In addition to these we will look into a better way of distributing the callback scripts for users (as per Francis)

How should we go about correcting these issues? Is another pull request easier, or should we just add commits to the current one so that everything is kept in a single location?

Member

francisu commented Apr 11, 2013

Just add commits to this one; when I review stuff I don't pay any attention to the commits, but just to the net of the changed files, so don't worry about having lots of commits in the pull request. If we do that, then we can keep a consistent record of why the changes were done.

Contributor

kpfleming commented Apr 11, 2013

Answering in order:

  • No, there are ways to intercept the deserialization and replace the old EC2Slave class with the new one. If you look in PluginImpl, you can see how an alias was added when hudson.plugins.ec2.EC2Cloud became AmazonEC2Cloud.
  • Thanks.
  • My point was that for spot instances, it may not be necessary to provide a Launcher at all, but to be honest I haven't looked at that part of the Jenkins core to see how it would handle that situation. It's worth investigating, since you are essentially creating the same type of node that a user would create themselves.
  • Thanks.
  • Thanks.
  • OK, if they can't be stopped, that makes sense (and I can understand why Amazon would disallow that). If that is the case, you may not need to provide a RetentionStrategy object for a spot node at all; if a spot node becomes idle, it would be logical to just terminate it immediately.

I wouldn't worry about the scripts too much right now, that can be handled later. Once your code is merged, I'll proceed with my AMI Builder patch for this plugin, which could be used to make the process of making a spot-node capable AMI much easier for users (and we might be able to teach the plugin what needs to be done, but that's a discussion for a later day).

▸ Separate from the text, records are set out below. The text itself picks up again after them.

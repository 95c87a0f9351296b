//! # Tactica Core
//!
//! Deterministic turn-based tactical combat resolver.
//!
//! Given a roster of fighters on a 5×5 terrain grid and one chosen action per
//! fighter, the crate computes the next consistent battle state: damage,
//! healing, status effects, movement, combos, and the victory condition.
//! The same seed and the same intents always produce the same battle.
//!
//! ## Architecture
//!
//! Leaves first:
//!
//! - [`grid`]: terrain table, occupancy, line of sight, flanking, pathing.
//! - [`effects`]: status effect instances, stacking, ticking, and the pair
//!   interaction table.
//! - [`fighter`]: classes, skills, items, and per-battle fighter state.
//! - [`combo`]: action histories and combo matching.
//! - [`resolver`]: intent validation and the damage pipeline.
//! - [`battle`]: [`BattleState`] and the round state machine [`Battle`].
//! - [`autoplay`]: the seam for external decision functions, plus a parallel
//!   batch runner.
//!
//! ## Usage
//!
//! ```
//! use tactica_core::{ActionIntent, Battle, BattleSetup, FighterClass, FighterId, FighterSpec, GridPos, Side};
//!
//! let (knight, archer) = (FighterId::new(1), FighterId::new(2));
//! let setup = BattleSetup::new(vec![
//!     FighterSpec::new(knight, "Brann", FighterClass::Knight, Side::Player).at(GridPos::new(2, 4)),
//!     FighterSpec::new(archer, "Vex", FighterClass::Archer, Side::Enemy).at(GridPos::new(2, 0)),
//! ]);
//!
//! let mut battle = Battle::new(&setup)?;
//! battle.submit(ActionIntent::move_to(knight, GridPos::new(2, 3)))?;
//! battle.submit(ActionIntent::defend(archer))?;
//! let report = battle.resolve_round()?;
//!
//! assert_eq!(report.results.len(), 2);
//! assert_eq!(battle.state().fighter(knight).unwrap().position, GridPos::new(2, 3));
//! # Ok::<(), Box<dyn std::error::Error>>(())
//! ```

#![warn(missing_docs)]
#![warn(clippy::all)]
#![warn(clippy::pedantic)]

pub mod autoplay;
pub mod battle;
pub mod combo;
pub mod config;
pub mod effects;
pub mod error;
pub mod fighter;
pub mod grid;
pub mod output;
pub mod resolver;

pub use battle::{ActionIntent, ActionKind, Battle, BattleState, Phase, Target};
pub use config::{BattleConfig, BattleSetup, GridSpec};
pub use error::{ActionError, BattleError, GridError, InvariantViolation, SetupError};
pub use fighter::{Fighter, FighterClass, FighterId, FighterSpec, Side};
pub use grid::{Grid, GridPos, TerrainType};
pub use output::{ActionResult, BattleOutcome, RoundReport};

#[cfg(test)]
mod tests;
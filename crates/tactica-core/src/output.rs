//! Resolver outputs.
//!
//! These are the only channel through which collaborators (combat log, HUD,
//! reward screens) observe what happened:
//!
//! - [`ActionResult`]: one per resolved (or fizzled) intent.
//! - [`TickReport`]: one per living fighter per round, from effect ticking.
//! - [`RoundReport`]: everything above for one round, plus the outcome when
//!   the round ended the battle.
//! - [`BattleOutcome`]: winner, rounds elapsed, per-fighter final stats.
//!
//! All outputs serialize with serde so they can be shipped to a renderer or
//! stored verbatim.

use serde::{Deserialize, Serialize};

use crate::battle::ActionKind;
use crate::combo::{ComboProgress, ComboTriggered};
use crate::effects::{ApplyOutcome, EffectKind};
use crate::error::ActionError;
use crate::fighter::{Fighter, FighterClass, FighterId, Side, SkillName};
use crate::grid::GridPos;

// =============================================================================
// Action results
// =============================================================================

/// An effect application attempted during an action.
#[derive(Debug, Clone, Copy, PartialEq, Eq, Serialize, Deserialize)]
pub struct EffectChange {
    /// Fighter the effect was aimed at.
    pub target: FighterId,
    /// Effect kind.
    pub kind: EffectKind,
    /// What the engine did with it.
    pub outcome: ApplyOutcome,
}

/// An effect removed during an action (shatter, exhausted shield, cleanse).
#[derive(Debug, Clone, Copy, PartialEq, Eq, Serialize, Deserialize)]
pub struct EffectRemoval {
    /// Fighter that lost the effect.
    pub target: FighterId,
    /// Effect kind.
    pub kind: EffectKind,
}

/// A completed move.
#[derive(Debug, Clone, Copy, PartialEq, Eq, Serialize, Deserialize)]
pub struct Movement {
    /// Start cell.
    pub from: GridPos,
    /// End cell.
    pub to: GridPos,
    /// Movement points spent.
    pub cost: u32,
}

/// Outcome of one intent.
#[derive(Debug, Clone, PartialEq, Eq, Serialize, Deserialize)]
pub struct ActionResult {
    /// Acting fighter.
    pub actor: FighterId,
    /// What was attempted.
    pub action: ActionKind,
    /// Fighter targeted, if any.
    pub target: Option<FighterId>,
    /// Skill used, if any.
    pub skill: Option<SkillName>,
    /// Size of the hit after every modifier, before Shield absorption.
    pub damage: u32,
    /// Part of the hit soaked up by Shield.
    pub absorbed: u32,
    /// Healing applied by the action or its combo.
    pub healing: u32,
    /// Damage returned to the actor by Reflect.
    pub reflected: u32,
    /// Damage returned to the actor by Thorns.
    pub thorns: u32,
    /// Extra damage from a completed combo.
    pub combo_damage: u32,
    /// Mana paid for a skill.
    pub mana_spent: u32,
    /// Mana restored by an item.
    pub mana_restored: u32,
    /// Set for move actions.
    pub movement: Option<Movement>,
    /// Effect applications, in the order they were attempted.
    pub effects_applied: Vec<EffectChange>,
    /// Effects removed.
    pub effects_removed: Vec<EffectRemoval>,
    /// The hit was critical.
    pub crit: bool,
    /// The hit came from a flank.
    pub flank: bool,
    /// The hit shattered a Frozen target.
    pub shatter: bool,
    /// Fighters defeated by this action (target, and actor via Reflect/Thorns).
    pub defeated: Vec<FighterId>,
    /// Combo completed by this action.
    pub combo: Option<ComboTriggered>,
    /// Combo progress of the actor after this action.
    pub combo_progress: Vec<ComboProgress>,
    /// Set when the intent went stale and did nothing.
    pub fizzled: Option<ActionError>,
}

impl ActionResult {
    /// Empty result for `actor` performing `action`.
    #[must_use]
    pub fn new(actor: FighterId, action: ActionKind) -> Self {
        Self {
            actor,
            action,
            target: None,
            skill: None,
            damage: 0,
            absorbed: 0,
            healing: 0,
            reflected: 0,
            thorns: 0,
            combo_damage: 0,
            mana_spent: 0,
            mana_restored: 0,
            movement: None,
            effects_applied: Vec::new(),
            effects_removed: Vec::new(),
            crit: false,
            flank: false,
            shatter: false,
            defeated: Vec::new(),
            combo: None,
            combo_progress: Vec::new(),
            fizzled: None,
        }
    }

    /// Result of an intent that failed revalidation at its turn.
    #[must_use]
    pub fn fizzled(actor: FighterId, action: ActionKind, reason: ActionError) -> Self {
        Self {
            fizzled: Some(reason),
            ..Self::new(actor, action)
        }
    }

    /// True if the intent did nothing.
    #[must_use]
    pub fn is_fizzled(&self) -> bool {
        self.fizzled.is_some()
    }

    /// True if the action defeated its target.
    #[must_use]
    pub fn target_defeated(&self) -> bool {
        self.target.is_some_and(|t| self.defeated.contains(&t))
    }

    /// Health the target actually lost from the main hit.
    #[must_use]
    pub fn health_damage(&self) -> u32 {
        self.damage - self.absorbed
    }
}

// =============================================================================
// Ticks
// =============================================================================

/// Damage or healing from one effect during a tick.
#[derive(Debug, Clone, Copy, PartialEq, Eq, Serialize, Deserialize)]
pub struct TickEntry {
    /// Effect kind.
    pub kind: EffectKind,
    /// Health lost (DOT) or restored (HOT).
    pub amount: u32,
}

/// What effect ticking did to one fighter.
#[derive(Debug, Clone, PartialEq, Eq, Serialize, Deserialize)]
pub struct TickReport {
    /// Ticked fighter.
    pub fighter: FighterId,
    /// Total DOT damage.
    pub damage: u32,
    /// Total HOT healing.
    pub healing: u32,
    /// Per-effect breakdown in canonical order.
    pub entries: Vec<TickEntry>,
    /// Effects removed by interactions.
    pub dispelled: Vec<EffectKind>,
    /// Effects that ran out.
    pub expired: Vec<EffectKind>,
    /// The fighter was defeated by DOT damage.
    pub defeated: bool,
}

impl TickReport {
    /// Empty report for `fighter`.
    #[must_use]
    pub fn new(fighter: FighterId) -> Self {
        Self {
            fighter,
            damage: 0,
            healing: 0,
            entries: Vec::new(),
            dispelled: Vec::new(),
            expired: Vec::new(),
            defeated: false,
        }
    }
}

// =============================================================================
// Rounds and outcome
// =============================================================================

/// Everything that happened in one round.
#[derive(Debug, Clone, PartialEq, Eq, Serialize, Deserialize)]
pub struct RoundReport {
    /// Round number, starting at 1.
    pub round: u32,
    /// Resolution order of the submitted intents.
    pub order: Vec<FighterId>,
    /// One result per intent, in resolution order.
    pub results: Vec<ActionResult>,
    /// One report per fighter alive when ticking started, in id order.
    pub ticks: Vec<TickReport>,
    /// Set when this round ended the battle.
    pub outcome: Option<BattleOutcome>,
}

/// Final numbers for one fighter.
#[derive(Debug, Clone, PartialEq, Eq, Serialize, Deserialize)]
pub struct FighterFinalStats {
    /// Fighter id.
    pub id: FighterId,
    /// Display name.
    pub name: String,
    /// Class.
    pub class: FighterClass,
    /// Team.
    pub side: Side,
    /// Health at the end.
    pub health: u32,
    /// Maximum health.
    pub max_health: u32,
    /// Mana at the end.
    pub mana: u32,
    /// Defeated at the end.
    pub defeated: bool,
    /// Health removed from opponents.
    pub damage_dealt: u32,
    /// Health lost.
    pub damage_taken: u32,
    /// Healing done.
    pub healing_done: u32,
    /// Combos completed.
    pub combos_triggered: u32,
}

impl From<&Fighter> for FighterFinalStats {
    fn from(f: &Fighter) -> Self {
        Self {
            id: f.id,
            name: f.name.clone(),
            class: f.class,
            side: f.side,
            health: f.health,
            max_health: f.max_health,
            mana: f.mana,
            defeated: f.is_defeated(),
            damage_dealt: f.totals.damage_dealt,
            damage_taken: f.totals.damage_taken,
            healing_done: f.totals.healing_done,
            combos_triggered: f.totals.combos_triggered,
        }
    }
}

/// How a battle ended.
#[derive(Debug, Clone, PartialEq, Eq, Serialize, Deserialize)]
pub struct BattleOutcome {
    /// Winning side; `None` for a draw.
    pub winner: Option<Side>,
    /// Rounds resolved.
    pub rounds: u32,
    /// Every fighter, in id order.
    pub fighters: Vec<FighterFinalStats>,
}

impl BattleOutcome {
    /// True if nobody won.
    #[must_use]
    pub fn is_draw(&self) -> bool {
        self.winner.is_none()
    }

    /// Final stats of one fighter.
    #[must_use]
    pub fn fighter(&self, id: FighterId) -> Option<&FighterFinalStats> {
        self.fighters.iter().find(|f| f.id == id)
    }
}

#[cfg(test)]
mod tests {
    use super::*;

    #[test]
    fn fizzled_result_carries_reason_only() {
        let result = ActionResult::fizzled(
            FighterId::new(1),
            ActionKind::Attack,
            ActionError::TargetDefeated(FighterId::new(2)),
        );
        assert!(result.is_fizzled());
        assert_eq!(result.damage, 0);
        assert!(result.defeated.is_empty());
    }

    #[test]
    fn target_defeated_checks_the_target() {
        let mut result = ActionResult::new(FighterId::new(1), ActionKind::Attack);
        result.target = Some(FighterId::new(2));
        result.defeated.push(FighterId::new(1));
        assert!(!result.target_defeated());
        result.defeated.push(FighterId::new(2));
        assert!(result.target_defeated());
    }

    #[test]
    fn results_serialize_for_renderers() {
        let mut result = ActionResult::new(FighterId::new(4), ActionKind::Skill(0));
        result.damage = 42;
        result.crit = true;
        let json = serde_json::to_string(&result).unwrap();
        let back: ActionResult = serde_json::from_str(&json).unwrap();
        assert_eq!(back, result);
    }
}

@cms5822 cms5822 Link to ami scripts in UI
Moved the ami scripts to the webapp folder; they are now packaged in
the .hpi file and are put into the jenkins static resources directory
upon plugin install. The description message under the chechbox for
Spot Instances now includes a link to the ami script.
af4e621

Jenkins » ec2-plugin #72 SUCCESS
This pull request looks good
(what's this?)

aji9861 commented Apr 11, 2013

I tried passing in a null launcher and it launched the slave the same, but shows as a jnlp slave. (screenshot attached). I think this is not an ideal presentation for the user.
jenkins-spot-start 1

For the retention strategy there would be few situations in which it might be valid. Spot requests can be set to one-time - once the instance is terminated the Spot request is also canceled - or persistent - if the instance is terminated the Spot request is resubmitted and a new instance can be started (the persistent option isn't included yet). Also, something to consider in the future is letting the instance stay up for a full hour since that is what would be paid for. There is always the chance the instance is terminated by Amazon before the hour and then the user doesn't need to pay for it.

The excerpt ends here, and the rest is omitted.